* _Activity_:
Could you print exactly the lines of the listing below, starting at the line that has "#[command(subcommand)]" and ending at the line that has "the competitor username", and only those lines?
==== Dataset entries
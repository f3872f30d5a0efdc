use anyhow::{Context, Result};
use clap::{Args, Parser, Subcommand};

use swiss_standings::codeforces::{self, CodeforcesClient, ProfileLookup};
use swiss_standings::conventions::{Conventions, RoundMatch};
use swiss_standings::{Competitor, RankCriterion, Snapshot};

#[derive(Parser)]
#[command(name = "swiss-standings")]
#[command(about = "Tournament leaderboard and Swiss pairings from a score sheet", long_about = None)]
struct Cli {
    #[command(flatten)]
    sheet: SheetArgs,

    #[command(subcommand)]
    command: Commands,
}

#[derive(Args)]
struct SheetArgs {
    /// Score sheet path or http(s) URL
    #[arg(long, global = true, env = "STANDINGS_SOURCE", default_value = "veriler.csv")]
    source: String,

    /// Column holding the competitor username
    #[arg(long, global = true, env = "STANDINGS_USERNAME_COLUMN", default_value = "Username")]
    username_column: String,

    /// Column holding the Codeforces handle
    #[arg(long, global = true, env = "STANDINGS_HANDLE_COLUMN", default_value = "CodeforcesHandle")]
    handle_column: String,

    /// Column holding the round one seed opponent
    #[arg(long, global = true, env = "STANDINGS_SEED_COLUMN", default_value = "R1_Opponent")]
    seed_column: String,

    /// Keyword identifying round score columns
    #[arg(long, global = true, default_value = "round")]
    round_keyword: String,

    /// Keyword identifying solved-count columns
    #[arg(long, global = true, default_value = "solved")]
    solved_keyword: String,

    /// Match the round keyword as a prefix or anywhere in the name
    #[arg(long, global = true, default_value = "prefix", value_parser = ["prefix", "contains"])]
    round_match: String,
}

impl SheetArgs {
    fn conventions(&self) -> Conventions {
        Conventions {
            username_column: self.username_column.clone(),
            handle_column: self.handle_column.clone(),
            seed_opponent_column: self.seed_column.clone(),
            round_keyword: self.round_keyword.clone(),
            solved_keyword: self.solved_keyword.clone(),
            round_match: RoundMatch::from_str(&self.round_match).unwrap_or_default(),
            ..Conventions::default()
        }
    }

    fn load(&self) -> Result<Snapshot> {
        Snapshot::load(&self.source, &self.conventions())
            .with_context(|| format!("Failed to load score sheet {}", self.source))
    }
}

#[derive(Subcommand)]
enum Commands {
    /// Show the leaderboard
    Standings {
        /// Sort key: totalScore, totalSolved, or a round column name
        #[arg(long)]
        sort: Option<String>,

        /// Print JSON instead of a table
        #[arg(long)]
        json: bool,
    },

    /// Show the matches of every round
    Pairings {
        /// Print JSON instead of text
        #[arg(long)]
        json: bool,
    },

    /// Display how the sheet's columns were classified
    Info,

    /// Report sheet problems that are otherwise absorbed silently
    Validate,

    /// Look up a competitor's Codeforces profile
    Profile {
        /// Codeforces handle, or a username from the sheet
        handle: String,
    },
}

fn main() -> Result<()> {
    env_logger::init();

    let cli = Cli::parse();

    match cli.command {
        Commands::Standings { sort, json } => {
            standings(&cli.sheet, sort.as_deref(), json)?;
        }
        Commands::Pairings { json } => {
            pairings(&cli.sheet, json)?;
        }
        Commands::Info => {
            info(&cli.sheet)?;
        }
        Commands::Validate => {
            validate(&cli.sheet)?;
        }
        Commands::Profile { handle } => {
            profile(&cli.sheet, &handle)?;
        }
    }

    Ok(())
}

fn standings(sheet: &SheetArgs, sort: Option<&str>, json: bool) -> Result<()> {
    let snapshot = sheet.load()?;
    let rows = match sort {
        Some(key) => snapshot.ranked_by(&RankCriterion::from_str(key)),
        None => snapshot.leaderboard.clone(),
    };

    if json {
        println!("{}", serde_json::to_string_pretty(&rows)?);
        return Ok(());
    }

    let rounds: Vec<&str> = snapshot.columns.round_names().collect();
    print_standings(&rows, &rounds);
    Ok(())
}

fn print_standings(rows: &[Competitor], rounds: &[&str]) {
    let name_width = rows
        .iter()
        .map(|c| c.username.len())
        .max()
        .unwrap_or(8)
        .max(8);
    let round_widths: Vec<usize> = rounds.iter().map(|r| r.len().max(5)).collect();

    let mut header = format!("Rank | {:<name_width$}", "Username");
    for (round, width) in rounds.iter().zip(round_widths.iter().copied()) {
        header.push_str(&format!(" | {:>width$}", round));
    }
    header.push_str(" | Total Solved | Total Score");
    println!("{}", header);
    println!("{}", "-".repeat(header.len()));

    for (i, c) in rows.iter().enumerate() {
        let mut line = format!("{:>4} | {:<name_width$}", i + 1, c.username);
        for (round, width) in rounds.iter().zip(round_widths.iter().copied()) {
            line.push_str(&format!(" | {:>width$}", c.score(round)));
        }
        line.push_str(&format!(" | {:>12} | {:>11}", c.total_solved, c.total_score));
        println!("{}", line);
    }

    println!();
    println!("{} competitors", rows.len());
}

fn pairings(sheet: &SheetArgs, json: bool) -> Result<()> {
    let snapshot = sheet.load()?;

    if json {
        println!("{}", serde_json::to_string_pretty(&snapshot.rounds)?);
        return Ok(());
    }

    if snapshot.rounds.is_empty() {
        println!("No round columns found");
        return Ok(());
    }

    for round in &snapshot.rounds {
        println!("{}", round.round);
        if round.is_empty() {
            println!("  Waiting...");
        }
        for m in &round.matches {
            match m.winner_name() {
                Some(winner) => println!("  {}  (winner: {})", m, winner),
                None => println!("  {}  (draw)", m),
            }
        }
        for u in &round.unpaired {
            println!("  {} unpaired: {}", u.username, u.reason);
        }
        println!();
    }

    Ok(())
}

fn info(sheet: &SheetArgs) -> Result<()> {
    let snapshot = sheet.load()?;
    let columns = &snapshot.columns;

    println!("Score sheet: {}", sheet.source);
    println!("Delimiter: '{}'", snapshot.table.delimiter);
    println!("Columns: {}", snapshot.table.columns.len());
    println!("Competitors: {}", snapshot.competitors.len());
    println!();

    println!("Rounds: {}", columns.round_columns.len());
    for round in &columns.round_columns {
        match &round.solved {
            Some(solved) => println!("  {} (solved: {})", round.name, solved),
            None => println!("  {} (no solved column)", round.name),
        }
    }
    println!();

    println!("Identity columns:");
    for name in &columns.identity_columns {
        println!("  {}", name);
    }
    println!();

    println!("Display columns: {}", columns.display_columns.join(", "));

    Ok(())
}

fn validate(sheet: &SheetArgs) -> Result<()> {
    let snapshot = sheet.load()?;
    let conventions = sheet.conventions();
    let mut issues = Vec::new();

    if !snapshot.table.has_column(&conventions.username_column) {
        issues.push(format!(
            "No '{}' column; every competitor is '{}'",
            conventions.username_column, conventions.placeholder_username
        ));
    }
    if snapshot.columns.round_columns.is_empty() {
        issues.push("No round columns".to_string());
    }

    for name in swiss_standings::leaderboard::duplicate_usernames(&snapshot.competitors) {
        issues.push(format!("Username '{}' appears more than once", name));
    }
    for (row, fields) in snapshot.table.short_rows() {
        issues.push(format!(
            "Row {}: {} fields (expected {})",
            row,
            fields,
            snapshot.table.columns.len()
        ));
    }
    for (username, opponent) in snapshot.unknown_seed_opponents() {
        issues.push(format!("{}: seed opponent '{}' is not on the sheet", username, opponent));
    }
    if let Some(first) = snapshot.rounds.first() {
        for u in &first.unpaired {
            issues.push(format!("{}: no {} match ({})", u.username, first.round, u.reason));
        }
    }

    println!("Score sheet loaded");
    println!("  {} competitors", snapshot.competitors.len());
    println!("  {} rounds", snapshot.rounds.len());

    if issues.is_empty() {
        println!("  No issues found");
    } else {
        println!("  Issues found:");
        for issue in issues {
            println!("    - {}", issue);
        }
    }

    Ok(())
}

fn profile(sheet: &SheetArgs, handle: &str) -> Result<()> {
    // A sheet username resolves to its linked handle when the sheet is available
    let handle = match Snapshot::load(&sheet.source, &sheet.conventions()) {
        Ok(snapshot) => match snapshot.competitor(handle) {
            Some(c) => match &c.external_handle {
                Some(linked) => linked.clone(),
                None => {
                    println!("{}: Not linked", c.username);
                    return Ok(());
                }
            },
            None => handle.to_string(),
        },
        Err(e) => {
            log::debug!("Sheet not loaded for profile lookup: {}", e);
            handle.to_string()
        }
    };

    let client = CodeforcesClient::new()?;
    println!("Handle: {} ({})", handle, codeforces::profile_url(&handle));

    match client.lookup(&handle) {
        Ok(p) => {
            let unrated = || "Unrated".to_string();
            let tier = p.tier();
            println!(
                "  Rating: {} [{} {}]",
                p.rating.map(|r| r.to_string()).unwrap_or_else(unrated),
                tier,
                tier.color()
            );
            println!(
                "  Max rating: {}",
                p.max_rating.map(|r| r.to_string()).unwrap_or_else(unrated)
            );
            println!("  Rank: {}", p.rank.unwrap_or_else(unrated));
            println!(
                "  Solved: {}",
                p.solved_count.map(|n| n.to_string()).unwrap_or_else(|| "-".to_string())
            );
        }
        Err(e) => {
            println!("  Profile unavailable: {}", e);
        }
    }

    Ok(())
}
========
==== Dataset entries
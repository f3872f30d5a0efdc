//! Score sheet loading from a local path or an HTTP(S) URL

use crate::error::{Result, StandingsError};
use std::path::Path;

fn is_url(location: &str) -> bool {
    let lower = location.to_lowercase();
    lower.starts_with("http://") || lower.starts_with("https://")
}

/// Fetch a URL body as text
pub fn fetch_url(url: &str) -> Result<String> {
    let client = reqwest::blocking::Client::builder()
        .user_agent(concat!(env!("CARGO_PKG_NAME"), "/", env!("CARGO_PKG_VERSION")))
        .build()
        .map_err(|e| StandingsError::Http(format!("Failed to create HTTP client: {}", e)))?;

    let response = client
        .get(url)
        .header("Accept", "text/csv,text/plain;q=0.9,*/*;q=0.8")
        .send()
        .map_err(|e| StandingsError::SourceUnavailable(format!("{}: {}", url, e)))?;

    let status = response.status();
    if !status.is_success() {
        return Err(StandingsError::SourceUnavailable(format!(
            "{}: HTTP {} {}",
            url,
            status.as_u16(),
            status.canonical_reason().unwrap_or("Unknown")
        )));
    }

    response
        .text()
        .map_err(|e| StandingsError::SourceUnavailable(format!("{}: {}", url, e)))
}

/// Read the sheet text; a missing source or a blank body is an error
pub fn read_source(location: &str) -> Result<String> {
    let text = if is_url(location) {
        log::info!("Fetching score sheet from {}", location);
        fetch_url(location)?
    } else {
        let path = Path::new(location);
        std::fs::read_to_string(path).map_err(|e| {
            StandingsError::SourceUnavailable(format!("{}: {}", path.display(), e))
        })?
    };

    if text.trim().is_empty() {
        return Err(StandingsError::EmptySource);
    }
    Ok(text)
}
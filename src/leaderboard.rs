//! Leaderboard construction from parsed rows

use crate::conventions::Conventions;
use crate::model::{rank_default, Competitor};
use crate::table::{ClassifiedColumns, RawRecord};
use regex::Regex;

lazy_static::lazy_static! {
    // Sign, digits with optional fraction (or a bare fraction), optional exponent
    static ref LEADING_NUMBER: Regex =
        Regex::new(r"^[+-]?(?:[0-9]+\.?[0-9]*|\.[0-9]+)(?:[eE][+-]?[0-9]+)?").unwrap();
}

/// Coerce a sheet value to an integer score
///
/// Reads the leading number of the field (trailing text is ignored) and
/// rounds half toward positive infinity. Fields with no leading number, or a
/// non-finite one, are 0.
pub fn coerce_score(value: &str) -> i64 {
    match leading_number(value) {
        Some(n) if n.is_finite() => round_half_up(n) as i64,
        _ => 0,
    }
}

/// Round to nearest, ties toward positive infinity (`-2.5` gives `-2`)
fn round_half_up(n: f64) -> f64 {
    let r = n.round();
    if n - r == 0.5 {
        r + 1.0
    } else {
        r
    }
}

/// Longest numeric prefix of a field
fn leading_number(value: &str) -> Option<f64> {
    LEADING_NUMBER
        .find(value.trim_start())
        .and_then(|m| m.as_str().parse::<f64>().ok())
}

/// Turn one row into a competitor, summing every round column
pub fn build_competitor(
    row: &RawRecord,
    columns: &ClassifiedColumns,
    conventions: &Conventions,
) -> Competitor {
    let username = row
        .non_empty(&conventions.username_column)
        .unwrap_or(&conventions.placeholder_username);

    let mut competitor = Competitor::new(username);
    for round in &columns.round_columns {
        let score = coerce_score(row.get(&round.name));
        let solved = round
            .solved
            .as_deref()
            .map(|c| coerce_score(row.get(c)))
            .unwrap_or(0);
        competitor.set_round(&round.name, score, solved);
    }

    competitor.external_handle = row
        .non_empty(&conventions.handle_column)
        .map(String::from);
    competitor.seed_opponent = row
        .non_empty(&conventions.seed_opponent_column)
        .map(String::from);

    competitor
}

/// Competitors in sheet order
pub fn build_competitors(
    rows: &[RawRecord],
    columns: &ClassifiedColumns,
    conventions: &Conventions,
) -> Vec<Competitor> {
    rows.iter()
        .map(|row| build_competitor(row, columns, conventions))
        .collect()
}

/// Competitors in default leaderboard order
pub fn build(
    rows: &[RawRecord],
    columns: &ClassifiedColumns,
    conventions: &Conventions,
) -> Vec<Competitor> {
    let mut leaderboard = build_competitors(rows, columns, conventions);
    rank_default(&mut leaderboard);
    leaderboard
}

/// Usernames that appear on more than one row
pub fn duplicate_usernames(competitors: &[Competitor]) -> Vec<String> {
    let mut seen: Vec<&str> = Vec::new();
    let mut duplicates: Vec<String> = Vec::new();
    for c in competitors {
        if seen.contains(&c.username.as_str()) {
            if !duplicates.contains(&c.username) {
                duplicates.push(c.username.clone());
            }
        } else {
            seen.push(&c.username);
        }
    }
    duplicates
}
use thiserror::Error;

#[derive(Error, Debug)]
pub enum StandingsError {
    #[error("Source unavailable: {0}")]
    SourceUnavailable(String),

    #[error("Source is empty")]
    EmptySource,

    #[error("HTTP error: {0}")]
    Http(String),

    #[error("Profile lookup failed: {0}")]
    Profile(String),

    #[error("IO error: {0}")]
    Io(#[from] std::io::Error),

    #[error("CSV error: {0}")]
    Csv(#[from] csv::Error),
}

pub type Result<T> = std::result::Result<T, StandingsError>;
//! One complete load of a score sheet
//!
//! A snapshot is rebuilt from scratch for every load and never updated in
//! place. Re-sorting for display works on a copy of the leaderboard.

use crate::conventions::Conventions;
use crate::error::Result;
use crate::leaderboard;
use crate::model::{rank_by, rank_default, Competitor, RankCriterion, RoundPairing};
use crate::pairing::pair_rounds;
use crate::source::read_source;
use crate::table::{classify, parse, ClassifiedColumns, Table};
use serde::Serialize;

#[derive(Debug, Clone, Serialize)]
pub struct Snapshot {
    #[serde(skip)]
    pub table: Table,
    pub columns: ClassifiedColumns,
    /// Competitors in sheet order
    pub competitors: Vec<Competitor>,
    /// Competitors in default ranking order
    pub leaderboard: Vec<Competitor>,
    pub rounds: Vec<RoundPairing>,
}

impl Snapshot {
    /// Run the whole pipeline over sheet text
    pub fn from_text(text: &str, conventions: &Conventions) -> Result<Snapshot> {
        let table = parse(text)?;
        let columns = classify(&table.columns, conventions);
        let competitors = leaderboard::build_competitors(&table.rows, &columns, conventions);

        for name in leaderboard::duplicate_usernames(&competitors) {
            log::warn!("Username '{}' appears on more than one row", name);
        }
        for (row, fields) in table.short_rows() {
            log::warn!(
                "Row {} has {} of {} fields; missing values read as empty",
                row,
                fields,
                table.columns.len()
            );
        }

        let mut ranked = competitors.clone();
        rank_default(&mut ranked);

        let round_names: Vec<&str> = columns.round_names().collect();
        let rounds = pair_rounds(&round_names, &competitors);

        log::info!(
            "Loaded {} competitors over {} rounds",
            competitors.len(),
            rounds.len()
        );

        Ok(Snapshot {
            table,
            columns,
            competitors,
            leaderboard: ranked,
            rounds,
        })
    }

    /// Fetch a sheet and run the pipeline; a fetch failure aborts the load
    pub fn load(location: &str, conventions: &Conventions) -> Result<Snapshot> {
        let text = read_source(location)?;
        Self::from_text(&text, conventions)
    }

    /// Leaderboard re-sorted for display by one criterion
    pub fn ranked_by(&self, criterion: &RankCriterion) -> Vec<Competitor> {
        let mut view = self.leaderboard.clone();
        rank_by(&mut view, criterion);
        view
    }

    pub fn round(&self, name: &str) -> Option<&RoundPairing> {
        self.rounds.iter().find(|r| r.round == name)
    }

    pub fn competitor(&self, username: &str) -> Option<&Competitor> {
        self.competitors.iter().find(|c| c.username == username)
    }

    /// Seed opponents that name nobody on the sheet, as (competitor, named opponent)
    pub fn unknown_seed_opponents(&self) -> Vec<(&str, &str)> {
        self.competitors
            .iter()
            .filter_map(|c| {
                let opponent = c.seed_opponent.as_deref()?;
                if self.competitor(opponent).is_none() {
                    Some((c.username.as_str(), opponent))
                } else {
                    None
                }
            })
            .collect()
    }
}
========
==== Dataset entries
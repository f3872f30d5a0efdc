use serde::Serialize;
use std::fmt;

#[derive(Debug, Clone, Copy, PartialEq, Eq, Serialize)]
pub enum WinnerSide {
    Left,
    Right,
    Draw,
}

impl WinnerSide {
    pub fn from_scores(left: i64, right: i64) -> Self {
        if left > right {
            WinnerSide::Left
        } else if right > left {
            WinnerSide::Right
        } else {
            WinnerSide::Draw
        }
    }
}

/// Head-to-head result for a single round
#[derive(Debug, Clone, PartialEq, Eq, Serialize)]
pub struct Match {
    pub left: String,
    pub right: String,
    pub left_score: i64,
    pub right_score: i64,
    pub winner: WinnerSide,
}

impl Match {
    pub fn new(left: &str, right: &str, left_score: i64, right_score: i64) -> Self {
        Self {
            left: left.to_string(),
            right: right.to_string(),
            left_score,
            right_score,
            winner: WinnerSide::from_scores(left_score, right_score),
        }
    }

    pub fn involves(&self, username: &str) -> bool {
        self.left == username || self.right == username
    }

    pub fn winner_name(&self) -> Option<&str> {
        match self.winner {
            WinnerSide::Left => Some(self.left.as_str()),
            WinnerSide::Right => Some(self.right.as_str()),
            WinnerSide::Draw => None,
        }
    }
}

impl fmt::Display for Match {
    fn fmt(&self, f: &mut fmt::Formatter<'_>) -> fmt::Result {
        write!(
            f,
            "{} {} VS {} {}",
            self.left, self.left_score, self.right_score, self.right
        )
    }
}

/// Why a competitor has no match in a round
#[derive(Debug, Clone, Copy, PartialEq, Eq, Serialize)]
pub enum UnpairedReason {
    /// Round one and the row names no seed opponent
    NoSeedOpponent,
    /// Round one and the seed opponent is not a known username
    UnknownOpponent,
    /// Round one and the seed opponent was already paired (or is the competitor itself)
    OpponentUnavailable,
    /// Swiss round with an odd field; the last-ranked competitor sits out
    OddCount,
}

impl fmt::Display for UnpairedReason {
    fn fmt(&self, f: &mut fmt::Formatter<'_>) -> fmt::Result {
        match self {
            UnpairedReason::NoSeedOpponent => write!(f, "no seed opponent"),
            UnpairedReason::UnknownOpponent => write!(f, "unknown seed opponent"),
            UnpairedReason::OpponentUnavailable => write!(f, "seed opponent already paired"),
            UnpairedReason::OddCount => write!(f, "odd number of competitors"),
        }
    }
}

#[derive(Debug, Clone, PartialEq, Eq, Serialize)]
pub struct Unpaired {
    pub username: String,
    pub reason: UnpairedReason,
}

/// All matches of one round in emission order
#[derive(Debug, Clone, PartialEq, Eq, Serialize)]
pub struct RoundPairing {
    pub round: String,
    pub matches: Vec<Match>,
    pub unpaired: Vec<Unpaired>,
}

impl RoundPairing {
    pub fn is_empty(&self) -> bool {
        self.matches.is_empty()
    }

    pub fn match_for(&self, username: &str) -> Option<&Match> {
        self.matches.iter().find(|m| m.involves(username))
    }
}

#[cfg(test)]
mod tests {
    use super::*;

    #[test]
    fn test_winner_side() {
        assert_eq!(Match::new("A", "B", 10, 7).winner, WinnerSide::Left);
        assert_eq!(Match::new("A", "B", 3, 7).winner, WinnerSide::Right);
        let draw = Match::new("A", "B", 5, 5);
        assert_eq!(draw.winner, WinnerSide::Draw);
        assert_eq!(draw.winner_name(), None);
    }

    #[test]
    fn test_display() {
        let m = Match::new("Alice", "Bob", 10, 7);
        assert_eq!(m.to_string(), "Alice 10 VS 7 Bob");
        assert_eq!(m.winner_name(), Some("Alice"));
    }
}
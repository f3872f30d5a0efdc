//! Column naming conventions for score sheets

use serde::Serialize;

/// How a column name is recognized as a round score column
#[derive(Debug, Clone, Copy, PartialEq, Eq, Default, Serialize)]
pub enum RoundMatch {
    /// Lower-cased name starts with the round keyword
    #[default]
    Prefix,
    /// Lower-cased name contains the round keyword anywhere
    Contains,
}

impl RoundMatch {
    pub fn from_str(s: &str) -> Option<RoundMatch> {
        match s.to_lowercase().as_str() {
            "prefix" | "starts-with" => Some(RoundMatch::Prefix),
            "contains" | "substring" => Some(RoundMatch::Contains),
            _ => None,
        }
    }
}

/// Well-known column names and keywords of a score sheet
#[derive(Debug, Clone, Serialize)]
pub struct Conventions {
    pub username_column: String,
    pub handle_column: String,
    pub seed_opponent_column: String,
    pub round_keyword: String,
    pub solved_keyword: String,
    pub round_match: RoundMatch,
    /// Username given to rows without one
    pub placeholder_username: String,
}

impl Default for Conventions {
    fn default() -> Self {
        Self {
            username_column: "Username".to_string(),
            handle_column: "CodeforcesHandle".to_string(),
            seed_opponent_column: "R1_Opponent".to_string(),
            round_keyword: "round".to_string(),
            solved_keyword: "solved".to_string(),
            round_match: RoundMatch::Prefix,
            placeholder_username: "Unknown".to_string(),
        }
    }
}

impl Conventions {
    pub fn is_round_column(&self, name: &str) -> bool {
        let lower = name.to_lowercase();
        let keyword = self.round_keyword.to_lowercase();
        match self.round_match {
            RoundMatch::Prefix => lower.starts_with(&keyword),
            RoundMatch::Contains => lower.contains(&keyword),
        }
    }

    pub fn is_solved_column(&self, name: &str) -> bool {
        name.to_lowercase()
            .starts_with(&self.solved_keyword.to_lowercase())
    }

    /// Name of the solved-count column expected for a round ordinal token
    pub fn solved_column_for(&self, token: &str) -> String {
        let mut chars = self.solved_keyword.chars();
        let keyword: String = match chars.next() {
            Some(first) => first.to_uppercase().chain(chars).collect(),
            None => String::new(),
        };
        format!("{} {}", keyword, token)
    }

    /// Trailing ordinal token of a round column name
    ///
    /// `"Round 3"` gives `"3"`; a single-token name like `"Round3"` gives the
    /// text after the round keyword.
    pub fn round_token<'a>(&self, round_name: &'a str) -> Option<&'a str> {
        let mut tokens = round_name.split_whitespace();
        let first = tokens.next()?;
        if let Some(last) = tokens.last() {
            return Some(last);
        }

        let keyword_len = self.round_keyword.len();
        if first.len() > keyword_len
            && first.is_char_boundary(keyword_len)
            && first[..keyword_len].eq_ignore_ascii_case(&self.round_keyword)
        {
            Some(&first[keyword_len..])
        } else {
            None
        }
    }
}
========
* _The answer_:
    #[command(subcommand)]
    command: Commands,
}

#[derive(Args)]
struct SheetArgs {
    /// Score sheet path or http(s) URL
    #[arg(long, global = true, env = "STANDINGS_SOURCE", default_value = "veriler.csv")]
    source: String,

    /// Column holding the competitor username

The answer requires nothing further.